Activity:
The required output is every entry, printed exactly as written.

═══

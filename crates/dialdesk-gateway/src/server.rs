//! HTTP server implementation using Axum.

use std::sync::Arc;

use axum::{
    Router,
    routing::{delete, get, post},
};
use dialdesk_core::config::GatewayConfig;
use dialdesk_scheduler::{NotifyRouter, WorklistEngine};
use tower_http::cors::{Any, CorsLayer};
use tower_http::trace::TraceLayer;

/// Shared state for the gateway server.
#[derive(Clone)]
pub struct AppState {
    pub gateway_config: GatewayConfig,
    pub start_time: std::time::Instant,
    /// Worklist engine: ordering, countdowns and operator actions.
    pub engine: Arc<WorklistEngine>,
    /// Reminder history for the dashboard.
    pub notifications: Arc<NotifyRouter>,
}

/// Build the Axum router with all routes.
pub fn build_router(state: AppState) -> Router {
    let shared = Arc::new(state);

    Router::new()
        .route("/health", get(super::routes::health_check))
        .route("/api/v1/info", get(super::routes::system_info))
        .route("/api/v1/worklist", get(super::routes::worklist))
        .route("/api/v1/notifications", get(super::routes::notifications))
        .route("/api/v1/refresh", post(super::routes::refresh))
        .route(
            "/api/v1/leads/{id}/connected",
            post(super::routes::mark_connected),
        )
        .route(
            "/api/v1/leads/{id}/not-connected",
            post(super::routes::mark_not_connected),
        )
        .route(
            "/api/v1/leads/{id}/schedule",
            post(super::routes::schedule_call),
        )
        .route(
            "/api/v1/leads/{id}/complete",
            post(super::routes::complete_call),
        )
        .route("/api/v1/calls/{id}", delete(super::routes::delete_call))
        .layer(
            CorsLayer::new()
                .allow_methods([
                    axum::http::Method::GET,
                    axum::http::Method::POST,
                    axum::http::Method::DELETE,
                    axum::http::Method::OPTIONS,
                ])
                .allow_headers(Any)
                .allow_origin(Any)
                .max_age(std::time::Duration::from_secs(3600)),
        )
        .layer(TraceLayer::new_for_http())
        .with_state(shared)
}

/// Bind and serve until `shutdown` resolves.
pub async fn start(
    config: &GatewayConfig,
    engine: Arc<WorklistEngine>,
    notifications: Arc<NotifyRouter>,
    shutdown: impl std::future::Future<Output = ()> + Send + 'static,
) -> anyhow::Result<()> {
    let state = AppState {
        gateway_config: config.clone(),
        start_time: std::time::Instant::now(),
        engine,
        notifications,
    };
    let app = build_router(state);

    let addr = format!("{}:{}", config.host, config.port);
    let listener = tokio::net::TcpListener::bind(&addr).await?;

    tracing::info!("🌐 Gateway server listening on http://{}", addr);

    axum::serve(listener, app)
        .with_graceful_shutdown(shutdown)
        .await?;
    Ok(())
}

═══

Output:
filename crates/dialdesk-gateway/src/server.rs
//! HTTP server implementation using Axum.

use std::sync::Arc;

use axum::{
    Router,
    routing::{delete, get, post},
};
use dialdesk_core::config::GatewayConfig;
use dialdesk_scheduler::{NotifyRouter, WorklistEngine};
use tower_http::cors::{Any, CorsLayer};
use tower_http::trace::TraceLayer;

/// Shared state for the gateway server.
#[derive(Clone)]
pub struct AppState {
    pub gateway_config: GatewayConfig,
    pub start_time: std::time::Instant,
    /// Worklist engine: ordering, countdowns and operator actions.
    pub engine: Arc<WorklistEngine>,
    /// Reminder history for the dashboard.
    pub notifications: Arc<NotifyRouter>,
}

/// Build the Axum router with all routes.
pub fn build_router(state: AppState) -> Router {
    let shared = Arc::new(state);

    Router::new()
        .route("/health", get(super::routes::health_check))
        .route("/api/v1/info", get(super::routes::system_info))
        .route("/api/v1/worklist", get(super::routes::worklist))
        .route("/api/v1/notifications", get(super::routes::notifications))
        .route("/api/v1/refresh", post(super::routes::refresh))
        .route(
            "/api/v1/leads/{id}/connected",
            post(super::routes::mark_connected),
        )
        .route(
            "/api/v1/leads/{id}/not-connected",
            post(super::routes::mark_not_connected),
        )
        .route(
            "/api/v1/leads/{id}/schedule",
            post(super::routes::schedule_call),
        )
        .route(
            "/api/v1/leads/{id}/complete",
            post(super::routes::complete_call),
        )
        .route("/api/v1/calls/{id}", delete(super::routes::delete_call))
        .layer(
            CorsLayer::new()
                .allow_methods([
                    axum::http::Method::GET,
                    axum::http::Method::POST,
                    axum::http::Method::DELETE,
                    axum::http::Method::OPTIONS,
                ])
                .allow_headers(Any)
                .allow_origin(Any)
                .max_age(std::time::Duration::from_secs(3600)),
        )
        .layer(TraceLayer::new_for_http())
        .with_state(shared)
}

/// Bind and serve until `shutdown` resolves.
pub async fn start(
    config: &GatewayConfig,
    engine: Arc<WorklistEngine>,
    notifications: Arc<NotifyRouter>,
    shutdown: impl std::future::Future<Output = ()> + Send + 'static,
) -> anyhow::Result<()> {
    let state = AppState {
        gateway_config: config.clone(),
        start_time: std::time::Instant::now(),
        engine,
        notifications,
    };
    let app = build_router(state);

    let addr = format!("{}:{}", config.host, config.port);
    let listener = tokio::net::TcpListener::bind(&addr).await?;

    tracing::info!("🌐 Gateway server listening on http://{}", addr);

    axum::serve(listener, app)
        .with_graceful_shutdown(shutdown)
        .await?;
    Ok(())
}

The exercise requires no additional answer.